Rethinking events to fit your audience

By Jessica Stringfield

When I started at the Cincinnati Art Museum in September 2013, Art After Dark was a small happy hour held at the museum on the last Friday of each month. The program brought in around 100-250 people per event. At the time, there were not many advertising or PR efforts promoting the program but shortly after I started, the Marketing and Communications Department began to take a special interest in it. With the right entertainment and advertising, this event had the potential to boost attendance and increase general interest in our current exhibitions and our museum as a whole.

During my first year at the Art Museum, the program was originally managed through our Learning and Interpretation Department and, as much as we value the importance of arts education, we found that this ‘Happy Hour’ kind of event attracted a crowd that was less likely to dive into any heavy academic learning -- the crowd wanted more of an entertainment experience.

Eventually, the event became the Marketing and Communications Department’s responsibility.

Art after Dark outdoors in August 2014.

Art after Dark outdoors in August 2014.

With the right entertainment, the right marketing strategies and the right balance of learning plus entertainment, this free program thrived. In 2014 and 2015, Art After Dark brought in an average of 400-700 people per event. Annually, a total of about 6,000 people enjoy Art After Dark.

The process of building Art After Dark has been a labor of love for me, and my unusual background has helped me to use a creative eye when tackling challenges related to the program. I am a journalism and political science graduate of Miami University who, like most 2011 graduates, couldn’t find a job after college and started applying all over Cincinnati.

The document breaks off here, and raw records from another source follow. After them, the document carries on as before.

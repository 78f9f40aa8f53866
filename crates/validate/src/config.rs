//! Validation configuration.

use crate::error::ValidateError;

/// Peak-detection thresholds and the pairing window.
#[derive(Debug, Clone, PartialEq)]
pub struct ValidateConfig {
    min_height: f64,
    min_prominence: f64,
    min_width: usize,
    window_low_hours: f64,
    window_high_hours: f64,
}

impl Default for ValidateConfig {
    fn default() -> Self {
        Self {
            min_height: 0.2,
            min_prominence: 0.1,
            min_width: 2,
            window_low_hours: -0.5,
            window_high_hours: 3.0,
        }
    }
}

impl ValidateConfig {
    /// Set the minimum peak level (m).
    pub fn with_min_height(mut self, height: f64) -> Self {
        self.min_height = height;
        self
    }

    /// Set the minimum peak prominence (m).
    pub fn with_min_prominence(mut self, prominence: f64) -> Self {
        self.min_prominence = prominence;
        self
    }

    /// Set the minimum separation between accepted peaks (samples).
    pub fn with_min_width(mut self, width: usize) -> Self {
        self.min_width = width;
        self
    }

    /// Set the pairing window `[low, high]` on `t_observed - t_estimated` (h).
    pub fn with_window_hours(mut self, low: f64, high: f64) -> Self {
        self.window_low_hours = low;
        self.window_high_hours = high;
        self
    }

    pub fn min_height(&self) -> f64 {
        self.min_height
    }

    pub fn min_prominence(&self) -> f64 {
        self.min_prominence
    }

    pub fn min_width(&self) -> usize {
        self.min_width
    }

    pub fn window_low_hours(&self) -> f64 {
        self.window_low_hours
    }

    pub fn window_high_hours(&self) -> f64 {
        self.window_high_hours
    }

    /// Checks every setting.
    ///
    /// # Errors
    ///
    /// Returns [`ValidateError::InvalidConfig`] for non-finite thresholds, a
    /// negative prominence, a zero width or an empty window.
    pub fn validate(&self) -> Result<(), ValidateError> {
        if !self.min_height.is_finite() {
            return Err(ValidateError::config(
                "min_height",
                format!("must be finite, got {}", self.min_height),
            ));
        }
        if !(self.min_prominence.is_finite() && self.min_prominence >= 0.0) {
            return Err(ValidateError::config(
                "min_prominence",
                format!("must be finite and >= 0, got {}", self.min_prominence),
            ));
        }
        if self.min_width == 0 {
            return Err(ValidateError::config("min_width", "must be at least 1, got 0"));
        }
        if !(self.window_low_hours.is_finite() && self.window_high_hours.is_finite())
            || self.window_low_hours > self.window_high_hours
        {
            return Err(ValidateError::config(
                "window",
                format!(
                    "need finite low <= high, got [{}, {}]",
                    self.window_low_hours, self.window_high_hours
                ),
            ));
        }
        Ok(())
    }
}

I finally landed a job as the administrative assistant at Arthur Murray Dance Studio where I helped to assist with ballroom dancing events, fundraisers and daily sales. I also ran their social media, booked appointments, took photos and wrote press releases for special events. This job of wearing ‘many hats’ certainly prepared me for a job in the nonprofit world. When I was ready to move on, I felt fairly prepared for my position at the Art Museum and that entertainment ‘training’ has helped me to program exciting and engaging Art After Dark events for the museum.

When creating the programming for Art After Dark, from PR to booking entertainment, I ask four important questions:

  • Which exhibition will we choose to highlight this month?
  • What kind of band or other entertainment will help to celebrate that particular exhibition?
  • Is this entertainment something we can afford with our VERY small budget?
  • Does that form of entertainment have a decent social media following that will help to support the museum’s efforts in promoting the event? (Our normal budget for Art After Dark only allows two weeks of radio spots and a print advertisement per month to promote. Earned media and free social media promotions are vital to our success!)

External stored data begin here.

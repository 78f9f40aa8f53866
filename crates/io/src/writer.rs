//! CSV writer for simulation output.

use std::path::Path;

use serde::Serialize;
use tracing::info;

use creek_soil::OutputRecord;

use crate::error::IoError;

const TIMESTAMP_FORMAT: &str = "%Y-%m-%d %H:%M:%S";

#[derive(Serialize)]
struct OutputRow {
    timestamp: String,
    precipitation: f64,
    water_level: f64,
    swc: f64,
    deficit90: f64,
    discharge: Option<f64>,
}

impl From<&OutputRecord> for OutputRow {
    fn from(r: &OutputRecord) -> Self {
        Self {
            timestamp: r.timestamp.format(TIMESTAMP_FORMAT).to_string(),
            precipitation: r.precipitation,
            water_level: r.water_level,
            swc: r.swc,
            deficit90: r.deficit90,
            discharge: r.discharge,
        }
    }
}

/// Write simulation output with columns
/// `timestamp,precipitation,water_level,swc,deficit90,discharge`.
///
/// `discharge` is left empty for basins without a rating curve.
///
/// # Errors
///
/// Returns [`IoError::Csv`] if the file cannot be created or written.
pub fn write_output(path: &Path, records: &[OutputRecord]) -> Result<(), IoError> {
    let mut wtr = csv::Writer::from_path(path).map_err(|e| IoError::csv(path, e))?;
    for record in records {
        wtr.serialize(OutputRow::from(record))
            .map_err(|e| IoError::csv(path, e))?;
    }
    wtr.flush().map_err(|e| IoError::csv(path, e))?;

    info!(path = %path.display(), n_rows = records.len(), "wrote simulation output");
    Ok(())
}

By asking these specific questions, we created a formula that uses creativity, realistic restrictions on staff and resources as well as business common sense to ‘give the people what they want.’ A 2014 survey by LaPlaca Cohen found that the way the everyday person enjoys cultural institutions is changing, and the future lies in programs like Art After Dark, which promote entertainment and learning through osmosis as opposed to lectures or heavy content. "Cultural audiences are seeking both entertainment and enlightenment and it’s less about being 'in-the-know' than it is about being with who you know," according to the survey.

This is the future and this year, we are proud to say that we are on are track to averaging 700-1,200 people per event and hope to surpass that annual 6K attendance goal in 2016.

This event featured the Roja Dance Troupe and was held at the museum in June 2015.

This event featured the Roja Dance Troupe and was held at the museum in June 2015.